The results reveal distinct differences in the degree of equity among the three structural types. S-T configurations appear more evenly distributed across space but exhibit lower ecological value and limited perceptual quality. These areas are concentrated in the central and western districts, where dense urban development and limited planting space have long constrained vegetation continuity. T-B structures show moderate inequality, reflecting partial improvement in vegetation layering but ongoing imbalance between primary and secondary streets. T-B-G structures record the lowest Combined_Gini values, suggesting the most balanced distribution of greening among the three types. However, this apparent equity often coincides with low overall vegetation coverage, indicating that the balance achieved in many T-B-G communities is one of uniform scarcity rather than abundance. These findings demonstrate that the structural complexity of street vegetation directly determines both the degree and the quality of spatial equity.
Perceptual outcomes vary systematically across structural types. S-T dominated communities show lower scores in Beautiful and Safer and higher scores in Boring and Depressing. The monotony and fragmentation of single-layer vegetation reduce both esthetic appeal and perceived comfort. T-B communities achieve intermediate perceptual scores, benefitting from additional shrubs that enhance enclosure and visual depth. T-B-G communities record the highest Beautiful and Safer scores, corresponding to stronger visual richness and perceived security. Nevertheless, where overall vegetation coverage remains limited, perceptual improvement is modest, indicating that structural diversity alone is insufficient without adequate greening provision. The interplay between quantity and complexity of vegetation thus shapes residents’ sensory and emotional responses to the streetscape.
The spatial distribution of these structural types also reflects underlying socioeconomic conditions.
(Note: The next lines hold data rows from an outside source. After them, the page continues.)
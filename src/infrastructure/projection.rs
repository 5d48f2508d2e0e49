//! In-memory native projection.
//!
//! Stands in for a platform accessibility bridge: frames come from a table
//! filled by the caller, and the set of live native handles is tracked so
//! that allocation/release pairing can be inspected.

use std::collections::{BTreeSet, HashMap};

use tracing::trace;

use crate::domain::{NativeProjection, Node, NodeId, Rect};

#[derive(Debug, Default, Clone)]
pub struct StaticProjection {
    frames: HashMap<NodeId, Rect>,
    live: BTreeSet<NodeId>,
    allocations: usize,
    freed: Vec<NodeId>,
}

impl StaticProjection {
    pub fn new() -> Self {
        Self::default()
    }

    /// Screen bounds reported for `node` on the next frame computation.
    pub fn set_frame(&mut self, node: NodeId, frame: Rect) {
        self.frames.insert(node, frame);
    }

    pub fn is_live(&self, node: NodeId) -> bool {
        self.live.contains(&node)
    }

    pub fn live_count(&self) -> usize {
        self.live.len()
    }

    pub fn allocations(&self) -> usize {
        self.allocations
    }

    /// Released nodes, in release order.
    pub fn freed(&self) -> &[NodeId] {
        &self.freed
    }
}

impl NativeProjection for StaticProjection {
    fn allocate(&mut self, node: &Node) {
        trace!(id = %node.id(), "allocate native node");
        self.live.insert(node.id());
        self.allocations += 1;
    }

    fn free(&mut self, node: NodeId) {
        trace!(id = %node, "free native node");
        self.live.remove(&node);
        self.frames.remove(&node);
        self.freed.push(node);
    }

    fn compute_frame(&self, node: &Node) -> Rect {
        if !self.is_live(node.id()) {
            return Rect::default();
        }
        self.frames.get(&node.id()).copied().unwrap_or_default()
    }
}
S-T dominated areas are often associated with high-density residential or industrial zones, where insufficient greening maintenance reinforces negative perception. In contrast, T-B-G dominated areas are more common in middle-income residential neighborhoods with moderate population density and stable land use, where consistent public investment supports both ecological and perceptual quality. This relationship between vegetation structure, urban form, and social context highlights that equity and perception in street greening are co-determined by environmental design and community characteristics.
The comparative analysis of structural types confirms that vegetation layering is a one of the central determinants of both fairness and perception in urban streetscapes. S-T configurations correspond to higher inequality and weaker positive perception, whereas T-B-G systems achieve more balanced and visually appealing outcomes. Structural diversity therefore acts as a key intermediary connecting physical greening patterns with residents’ perceptual experience. These results establish the conceptual foundation for the regression-based mechanism analysis presented in Section 4.3.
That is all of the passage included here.